(Stored data)
□ □ □ □ □
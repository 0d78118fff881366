//! Stable DTOs and IDs used across the pfrcheck workspace.
//!
//! This crate is intentionally boring:
//! - rule records as they appear in rule files
//! - validated rule ids and field paths
//! - data types for the emitted report
//! - stable string IDs and codes

#![forbid(unsafe_code)]

pub mod field_path;
pub mod ids;
pub mod receipt;
pub mod rule;

pub use field_path::{FieldPath, FieldPathError};
pub use receipt::{
    OutcomeStatus, ReportEnvelope, RuleOutcome, RunSummary, SCHEMA_REPORT_V1, Severity,
    SeverityCounts,
    SkipReason, ToolMeta, Verdict, Violation,
};
pub use rule::{Rule, RuleId, RuleIdError};
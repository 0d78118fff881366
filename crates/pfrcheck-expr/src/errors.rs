//! Condition error types

use pfrcheck_types::FieldPath;

/// A condition that does not conform to the grammar.
///
/// This is an authoring defect in the rule file; it is reported once per rule and never
/// recovered from.
#[derive(Clone, Debug, PartialEq, Eq, thiserror::Error)]
#[error("syntax error at line {line}, column {col} near '{token}': {message}")]
pub struct ConditionSyntaxError {
    /// Line number (1-based)
    pub line: usize,
    /// Column number (1-based)
    pub col: usize,
    /// Raw text of the offending token (empty at end of input)
    pub token: String,
    pub message: String,
}

impl ConditionSyntaxError {
    pub fn new(line: usize, col: usize, token: impl Into<String>, message: impl Into<String>) -> Self {
        Self {
            line,
            col,
            token: token.into(),
            message: message.into(),
        }
    }
}

/// Errors raised while evaluating a compiled condition.
#[derive(Clone, Debug, PartialEq, Eq, thiserror::Error)]
pub enum EvalError {
    #[error("unknown field: {0}")]
    UnknownField(FieldPath),

    #[error("type error: {0}")]
    Type(String),
}

/// Result type alias for parsing
pub type SyntaxResult<T> = Result<T, ConditionSyntaxError>;
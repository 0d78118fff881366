//! Reading rule files and context files from disk.

use anyhow::Context;
use camino::{Utf8Path, Utf8PathBuf};
use pfrcheck_domain::MapContext;
use pfrcheck_rules::{RuleSet, RuleSource};

/// A rule file's contents, kept alongside its path.
#[derive(Clone, Debug, PartialEq, Eq)]
pub struct LoadedSource {
    pub path: Utf8PathBuf,
    pub text: String,
}

impl LoadedSource {
    pub fn as_rule_source(&self) -> RuleSource<'_> {
        RuleSource::new(self.path.as_str(), &self.text)
    }
}

/// Read rule files in the given order.
pub fn read_rule_files(paths: &[Utf8PathBuf]) -> anyhow::Result<Vec<LoadedSource>> {
    paths
        .iter()
        .map(|path| -> anyhow::Result<LoadedSource> {
            let text = std::fs::read_to_string(path)
                .with_context(|| format!("read rule file {path}"))?;
            Ok(LoadedSource {
                path: path.clone(),
                text,
            })
        })
        .collect()
}

/// Read and merge rule files into one rule set.
pub fn load_rule_files(paths: &[Utf8PathBuf]) -> anyhow::Result<RuleSet> {
    let loaded = read_rule_files(paths)?;
    let sources: Vec<RuleSource<'_>> = loaded.iter().map(LoadedSource::as_rule_source).collect();
    let set = pfrcheck_rules::load_many(&sources).context("load rules")?;
    tracing::info!(files = loaded.len(), rules = set.len(), "loaded rule set");
    Ok(set)
}

/// Read a YAML context file (see [`crate::parse_context_yaml`]).
pub fn read_context_file(path: &Utf8Path) -> anyhow::Result<MapContext> {
    let text =
        std::fs::read_to_string(path).with_context(|| format!("read context file {path}"))?;
    crate::context::parse_context_yaml(&text).with_context(|| format!("load context {path}"))
}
□ □ □ □ □
Output every record exactly as written, with nothing dropped.

repository 0d78118fff881366
//! Stable DTOs and IDs used across the pfrcheck workspace.
//!
//! This crate is intentionally boring:
//! - rule records as they appear in rule files
//! - validated rule ids and field paths
//! - data types for the emitted report
//! - stable string IDs and codes

#![forbid(unsafe_code)]

pub mod field_path;
pub mod ids;
pub mod receipt;
pub mod rule;

pub use field_path::{FieldPath, FieldPathError};
pub use receipt::{
    OutcomeStatus, ReportEnvelope, RuleOutcome, RunSummary, SCHEMA_REPORT_V1, Severity,
    SeverityCounts,
    SkipReason, ToolMeta, Verdict, Violation,
};
pub use rule::{Rule, RuleId, RuleIdError};
repository 0d78118fff881366
filename crates/pfrcheck-expr/src/errors.rs
//! Condition error types

use pfrcheck_types::FieldPath;

/// A condition that does not conform to the grammar.
///
/// This is an authoring defect in the rule file; it is reported once per rule and never
/// recovered from.
#[derive(Clone, Debug, PartialEq, Eq, thiserror::Error)]
#[error("syntax error at line {line}, column {col} near '{token}': {message}")]
pub struct ConditionSyntaxError {
    /// Line number (1-based)
    pub line: usize,
    /// Column number (1-based)
    pub col: usize,
    /// Raw text of the offending token (empty at end of input)
    pub token: String,
    pub message: String,
}

impl ConditionSyntaxError {
    pub fn new(line: usize, col: usize, token: impl Into<String>, message: impl Into<String>) -> Self {
        Self {
            line,
            col,
            token: token.into(),
            message: message.into(),
        }
    }
}

/// Errors raised while evaluating a compiled condition.
#[derive(Clone, Debug, PartialEq, Eq, thiserror::Error)]
pub enum EvalError {
    #[error("unknown field: {0}")]
    UnknownField(FieldPath),

    #[error("type error: {0}")]
    Type(String),
}

/// Result type alias for parsing
pub type SyntaxResult<T> = Result<T, ConditionSyntaxError>;
repository 0d78118fff881366
//! Reading rule files and context files from disk.

use anyhow::Context;
use camino::{Utf8Path, Utf8PathBuf};
use pfrcheck_domain::MapContext;
use pfrcheck_rules::{RuleSet, RuleSource};

/// A rule file's contents, kept alongside its path.
#[derive(Clone, Debug, PartialEq, Eq)]
pub struct LoadedSource {
    pub path: Utf8PathBuf,
    pub text: String,
}

impl LoadedSource {
    pub fn as_rule_source(&self) -> RuleSource<'_> {
        RuleSource::new(self.path.as_str(), &self.text)
    }
}

/// Read rule files in the given order.
pub fn read_rule_files(paths: &[Utf8PathBuf]) -> anyhow::Result<Vec<LoadedSource>> {
    paths
        .iter()
        .map(|path| -> anyhow::Result<LoadedSource> {
            let text = std::fs::read_to_string(path)
                .with_context(|| format!("read rule file {path}"))?;
            Ok(LoadedSource {
                path: path.clone(),
                text,
            })
        })
        .collect()
}

/// Read and merge rule files into one rule set.
pub fn load_rule_files(paths: &[Utf8PathBuf]) -> anyhow::Result<RuleSet> {
    let loaded = read_rule_files(paths)?;
    let sources: Vec<RuleSource<'_>> = loaded.iter().map(LoadedSource::as_rule_source).collect();
    let set = pfrcheck_rules::load_many(&sources).context("load rules")?;
    tracing::info!(files = loaded.len(), rules = set.len(), "loaded rule set");
    Ok(set)
}

/// Read a YAML context file (see [`crate::parse_context_yaml`]).
pub fn read_context_file(path: &Utf8Path) -> anyhow::Result<MapContext> {
    let text =
        std::fs::read_to_string(path).with_context(|| format!("read context file {path}"))?;
    crate::context::parse_context_yaml(&text).with_context(|| format!("load context {path}"))
}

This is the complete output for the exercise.